ABOUT THIS TASK: Below are the records; retype each one exactly.

RECORDS TO PROCESS:
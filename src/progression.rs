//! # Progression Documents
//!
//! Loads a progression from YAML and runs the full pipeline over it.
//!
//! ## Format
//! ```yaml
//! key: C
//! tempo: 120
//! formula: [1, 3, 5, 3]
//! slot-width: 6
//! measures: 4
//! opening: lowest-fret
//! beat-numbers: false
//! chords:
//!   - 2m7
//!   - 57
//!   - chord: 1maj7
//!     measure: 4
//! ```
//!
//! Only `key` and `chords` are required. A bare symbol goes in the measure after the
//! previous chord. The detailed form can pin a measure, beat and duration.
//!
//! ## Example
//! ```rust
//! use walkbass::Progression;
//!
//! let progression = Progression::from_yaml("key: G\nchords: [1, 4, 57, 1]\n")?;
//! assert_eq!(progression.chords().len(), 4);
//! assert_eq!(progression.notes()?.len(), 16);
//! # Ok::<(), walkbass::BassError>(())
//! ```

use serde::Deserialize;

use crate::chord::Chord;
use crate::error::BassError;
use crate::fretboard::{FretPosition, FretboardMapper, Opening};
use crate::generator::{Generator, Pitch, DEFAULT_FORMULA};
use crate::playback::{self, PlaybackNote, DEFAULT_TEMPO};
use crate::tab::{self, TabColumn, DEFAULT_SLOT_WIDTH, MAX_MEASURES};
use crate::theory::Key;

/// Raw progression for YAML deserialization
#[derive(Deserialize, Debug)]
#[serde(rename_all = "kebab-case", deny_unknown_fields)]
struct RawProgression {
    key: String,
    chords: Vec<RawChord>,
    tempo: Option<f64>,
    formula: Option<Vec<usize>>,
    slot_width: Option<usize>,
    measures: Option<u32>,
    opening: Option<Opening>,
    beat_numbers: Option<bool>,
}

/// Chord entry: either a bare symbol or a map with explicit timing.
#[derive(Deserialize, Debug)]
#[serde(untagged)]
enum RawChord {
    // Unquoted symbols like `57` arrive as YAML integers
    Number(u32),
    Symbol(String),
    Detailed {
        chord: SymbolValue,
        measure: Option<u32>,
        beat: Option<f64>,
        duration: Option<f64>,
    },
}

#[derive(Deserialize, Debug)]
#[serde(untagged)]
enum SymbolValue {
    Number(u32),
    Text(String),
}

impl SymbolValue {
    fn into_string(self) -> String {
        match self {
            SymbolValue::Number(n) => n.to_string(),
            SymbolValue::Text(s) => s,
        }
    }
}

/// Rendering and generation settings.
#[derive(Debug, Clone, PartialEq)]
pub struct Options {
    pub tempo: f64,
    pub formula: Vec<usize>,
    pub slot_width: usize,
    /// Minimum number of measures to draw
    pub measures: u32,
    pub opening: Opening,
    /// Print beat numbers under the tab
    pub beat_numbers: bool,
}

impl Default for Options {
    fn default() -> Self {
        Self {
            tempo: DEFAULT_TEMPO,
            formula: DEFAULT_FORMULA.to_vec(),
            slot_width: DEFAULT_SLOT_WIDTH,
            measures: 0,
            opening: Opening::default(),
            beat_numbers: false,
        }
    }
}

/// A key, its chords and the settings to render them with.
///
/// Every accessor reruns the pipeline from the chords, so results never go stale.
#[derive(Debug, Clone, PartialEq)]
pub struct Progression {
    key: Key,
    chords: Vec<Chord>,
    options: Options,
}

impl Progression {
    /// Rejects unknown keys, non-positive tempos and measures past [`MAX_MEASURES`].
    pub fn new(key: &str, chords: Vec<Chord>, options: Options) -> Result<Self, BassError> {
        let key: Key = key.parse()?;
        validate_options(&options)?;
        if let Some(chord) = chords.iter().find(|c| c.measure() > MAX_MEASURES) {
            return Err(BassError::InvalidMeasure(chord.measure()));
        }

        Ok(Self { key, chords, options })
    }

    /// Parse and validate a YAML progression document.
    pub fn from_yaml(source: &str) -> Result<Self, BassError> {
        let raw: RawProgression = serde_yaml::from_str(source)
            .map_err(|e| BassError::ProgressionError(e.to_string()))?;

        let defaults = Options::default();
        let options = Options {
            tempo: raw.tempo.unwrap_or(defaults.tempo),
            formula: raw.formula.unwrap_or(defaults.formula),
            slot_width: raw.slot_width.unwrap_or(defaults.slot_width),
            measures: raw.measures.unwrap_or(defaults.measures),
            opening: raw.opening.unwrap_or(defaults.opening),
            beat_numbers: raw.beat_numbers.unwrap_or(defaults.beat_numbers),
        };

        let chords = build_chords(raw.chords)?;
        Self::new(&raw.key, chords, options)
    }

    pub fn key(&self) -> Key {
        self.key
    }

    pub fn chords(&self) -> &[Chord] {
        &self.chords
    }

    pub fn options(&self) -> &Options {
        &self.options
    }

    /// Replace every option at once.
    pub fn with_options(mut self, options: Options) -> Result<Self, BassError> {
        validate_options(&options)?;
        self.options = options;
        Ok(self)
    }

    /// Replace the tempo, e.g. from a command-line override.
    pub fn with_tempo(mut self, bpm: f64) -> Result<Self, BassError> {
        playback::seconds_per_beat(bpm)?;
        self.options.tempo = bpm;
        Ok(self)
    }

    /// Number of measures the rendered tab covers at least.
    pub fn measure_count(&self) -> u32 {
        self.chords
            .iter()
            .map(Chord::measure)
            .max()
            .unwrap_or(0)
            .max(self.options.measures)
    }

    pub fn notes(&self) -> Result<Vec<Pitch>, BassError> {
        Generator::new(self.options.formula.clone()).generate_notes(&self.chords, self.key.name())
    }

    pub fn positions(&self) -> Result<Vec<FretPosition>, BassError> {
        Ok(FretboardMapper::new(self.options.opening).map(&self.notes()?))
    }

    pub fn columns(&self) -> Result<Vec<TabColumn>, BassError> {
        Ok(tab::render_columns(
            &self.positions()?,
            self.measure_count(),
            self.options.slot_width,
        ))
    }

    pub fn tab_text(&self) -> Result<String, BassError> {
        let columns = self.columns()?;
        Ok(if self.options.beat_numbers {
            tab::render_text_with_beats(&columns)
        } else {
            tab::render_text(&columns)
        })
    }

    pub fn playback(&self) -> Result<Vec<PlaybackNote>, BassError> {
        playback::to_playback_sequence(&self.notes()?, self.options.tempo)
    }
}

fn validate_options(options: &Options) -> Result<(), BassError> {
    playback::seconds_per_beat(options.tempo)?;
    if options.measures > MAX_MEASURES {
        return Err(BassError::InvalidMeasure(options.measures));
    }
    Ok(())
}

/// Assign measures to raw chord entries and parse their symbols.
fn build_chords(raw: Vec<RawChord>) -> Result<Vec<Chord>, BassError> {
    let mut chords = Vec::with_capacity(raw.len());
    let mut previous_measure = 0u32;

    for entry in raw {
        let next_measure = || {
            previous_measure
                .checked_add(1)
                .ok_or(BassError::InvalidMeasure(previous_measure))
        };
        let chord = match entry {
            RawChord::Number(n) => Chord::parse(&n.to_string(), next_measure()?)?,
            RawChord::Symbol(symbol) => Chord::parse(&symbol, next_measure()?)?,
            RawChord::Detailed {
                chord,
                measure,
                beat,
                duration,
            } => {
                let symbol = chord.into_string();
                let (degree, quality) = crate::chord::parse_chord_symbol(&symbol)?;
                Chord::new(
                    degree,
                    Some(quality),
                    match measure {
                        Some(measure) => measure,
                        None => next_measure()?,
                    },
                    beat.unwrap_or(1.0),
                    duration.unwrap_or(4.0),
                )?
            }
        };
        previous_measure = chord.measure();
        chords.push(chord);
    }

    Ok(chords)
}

RESULT BELOW:
filename src/progression.rs
//! # Progression Documents
//!
//! Loads a progression from YAML and runs the full pipeline over it.
//!
//! ## Format
//! ```yaml
//! key: C
//! tempo: 120
//! formula: [1, 3, 5, 3]
//! slot-width: 6
//! measures: 4
//! opening: lowest-fret
//! beat-numbers: false
//! chords:
//!   - 2m7
//!   - 57
//!   - chord: 1maj7
//!     measure: 4
//! ```
//!
//! Only `key` and `chords` are required. A bare symbol goes in the measure after the
//! previous chord. The detailed form can pin a measure, beat and duration.
//!
//! ## Example
//! ```rust
//! use walkbass::Progression;
//!
//! let progression = Progression::from_yaml("key: G\nchords: [1, 4, 57, 1]\n")?;
//! assert_eq!(progression.chords().len(), 4);
//! assert_eq!(progression.notes()?.len(), 16);
//! # Ok::<(), walkbass::BassError>(())
//! ```

use serde::Deserialize;

use crate::chord::Chord;
use crate::error::BassError;
use crate::fretboard::{FretPosition, FretboardMapper, Opening};
use crate::generator::{Generator, Pitch, DEFAULT_FORMULA};
use crate::playback::{self, PlaybackNote, DEFAULT_TEMPO};
use crate::tab::{self, TabColumn, DEFAULT_SLOT_WIDTH, MAX_MEASURES};
use crate::theory::Key;

/// Raw progression for YAML deserialization
#[derive(Deserialize, Debug)]
#[serde(rename_all = "kebab-case", deny_unknown_fields)]
struct RawProgression {
    key: String,
    chords: Vec<RawChord>,
    tempo: Option<f64>,
    formula: Option<Vec<usize>>,
    slot_width: Option<usize>,
    measures: Option<u32>,
    opening: Option<Opening>,
    beat_numbers: Option<bool>,
}

/// Chord entry: either a bare symbol or a map with explicit timing.
#[derive(Deserialize, Debug)]
#[serde(untagged)]
enum RawChord {
    // Unquoted symbols like `57` arrive as YAML integers
    Number(u32),
    Symbol(String),
    Detailed {
        chord: SymbolValue,
        measure: Option<u32>,
        beat: Option<f64>,
        duration: Option<f64>,
    },
}

#[derive(Deserialize, Debug)]
#[serde(untagged)]
enum SymbolValue {
    Number(u32),
    Text(String),
}

impl SymbolValue {
    fn into_string(self) -> String {
        match self {
            SymbolValue::Number(n) => n.to_string(),
            SymbolValue::Text(s) => s,
        }
    }
}

/// Rendering and generation settings.
#[derive(Debug, Clone, PartialEq)]
pub struct Options {
    pub tempo: f64,
    pub formula: Vec<usize>,
    pub slot_width: usize,
    /// Minimum number of measures to draw
    pub measures: u32,
    pub opening: Opening,
    /// Print beat numbers under the tab
    pub beat_numbers: bool,
}

impl Default for Options {
    fn default() -> Self {
        Self {
            tempo: DEFAULT_TEMPO,
            formula: DEFAULT_FORMULA.to_vec(),
            slot_width: DEFAULT_SLOT_WIDTH,
            measures: 0,
            opening: Opening::default(),
            beat_numbers: false,
        }
    }
}

/// A key, its chords and the settings to render them with.
///
/// Every accessor reruns the pipeline from the chords, so results never go stale.
#[derive(Debug, Clone, PartialEq)]
pub struct Progression {
    key: Key,
    chords: Vec<Chord>,
    options: Options,
}

impl Progression {
    /// Rejects unknown keys, non-positive tempos and measures past [`MAX_MEASURES`].
    pub fn new(key: &str, chords: Vec<Chord>, options: Options) -> Result<Self, BassError> {
        let key: Key = key.parse()?;
        validate_options(&options)?;
        if let Some(chord) = chords.iter().find(|c| c.measure() > MAX_MEASURES) {
            return Err(BassError::InvalidMeasure(chord.measure()));
        }

        Ok(Self { key, chords, options })
    }

    /// Parse and validate a YAML progression document.
    pub fn from_yaml(source: &str) -> Result<Self, BassError> {
        let raw: RawProgression = serde_yaml::from_str(source)
            .map_err(|e| BassError::ProgressionError(e.to_string()))?;

        let defaults = Options::default();
        let options = Options {
            tempo: raw.tempo.unwrap_or(defaults.tempo),
            formula: raw.formula.unwrap_or(defaults.formula),
            slot_width: raw.slot_width.unwrap_or(defaults.slot_width),
            measures: raw.measures.unwrap_or(defaults.measures),
            opening: raw.opening.unwrap_or(defaults.opening),
            beat_numbers: raw.beat_numbers.unwrap_or(defaults.beat_numbers),
        };

        let chords = build_chords(raw.chords)?;
        Self::new(&raw.key, chords, options)
    }

    pub fn key(&self) -> Key {
        self.key
    }

    pub fn chords(&self) -> &[Chord] {
        &self.chords
    }

    pub fn options(&self) -> &Options {
        &self.options
    }

    /// Replace every option at once.
    pub fn with_options(mut self, options: Options) -> Result<Self, BassError> {
        validate_options(&options)?;
        self.options = options;
        Ok(self)
    }

    /// Replace the tempo, e.g. from a command-line override.
    pub fn with_tempo(mut self, bpm: f64) -> Result<Self, BassError> {
        playback::seconds_per_beat(bpm)?;
        self.options.tempo = bpm;
        Ok(self)
    }

    /// Number of measures the rendered tab covers at least.
    pub fn measure_count(&self) -> u32 {
        self.chords
            .iter()
            .map(Chord::measure)
            .max()
            .unwrap_or(0)
            .max(self.options.measures)
    }

    pub fn notes(&self) -> Result<Vec<Pitch>, BassError> {
        Generator::new(self.options.formula.clone()).generate_notes(&self.chords, self.key.name())
    }

    pub fn positions(&self) -> Result<Vec<FretPosition>, BassError> {
        Ok(FretboardMapper::new(self.options.opening).map(&self.notes()?))
    }

    pub fn columns(&self) -> Result<Vec<TabColumn>, BassError> {
        Ok(tab::render_columns(
            &self.positions()?,
            self.measure_count(),
            self.options.slot_width,
        ))
    }

    pub fn tab_text(&self) -> Result<String, BassError> {
        let columns = self.columns()?;
        Ok(if self.options.beat_numbers {
            tab::render_text_with_beats(&columns)
        } else {
            tab::render_text(&columns)
        })
    }

    pub fn playback(&self) -> Result<Vec<PlaybackNote>, BassError> {
        playback::to_playback_sequence(&self.notes()?, self.options.tempo)
    }
}

fn validate_options(options: &Options) -> Result<(), BassError> {
    playback::seconds_per_beat(options.tempo)?;
    if options.measures > MAX_MEASURES {
        return Err(BassError::InvalidMeasure(options.measures));
    }
    Ok(())
}

/// Assign measures to raw chord entries and parse their symbols.
fn build_chords(raw: Vec<RawChord>) -> Result<Vec<Chord>, BassError> {
    let mut chords = Vec::with_capacity(raw.len());
    let mut previous_measure = 0u32;

    for entry in raw {
        let next_measure = || {
            previous_measure
                .checked_add(1)
                .ok_or(BassError::InvalidMeasure(previous_measure))
        };
        let chord = match entry {
            RawChord::Number(n) => Chord::parse(&n.to_string(), next_measure()?)?,
            RawChord::Symbol(symbol) => Chord::parse(&symbol, next_measure()?)?,
            RawChord::Detailed {
                chord,
                measure,
                beat,
                duration,
            } => {
                let symbol = chord.into_string();
                let (degree, quality) = crate::chord::parse_chord_symbol(&symbol)?;
                Chord::new(
                    degree,
                    Some(quality),
                    match measure {
                        Some(measure) => measure,
                        None => next_measure()?,
                    },
                    beat.unwrap_or(1.0),
                    duration.unwrap_or(4.0),
                )?
            }
        };
        previous_measure = chord.measure();
        chords.push(chord);
    }

    Ok(chords)
}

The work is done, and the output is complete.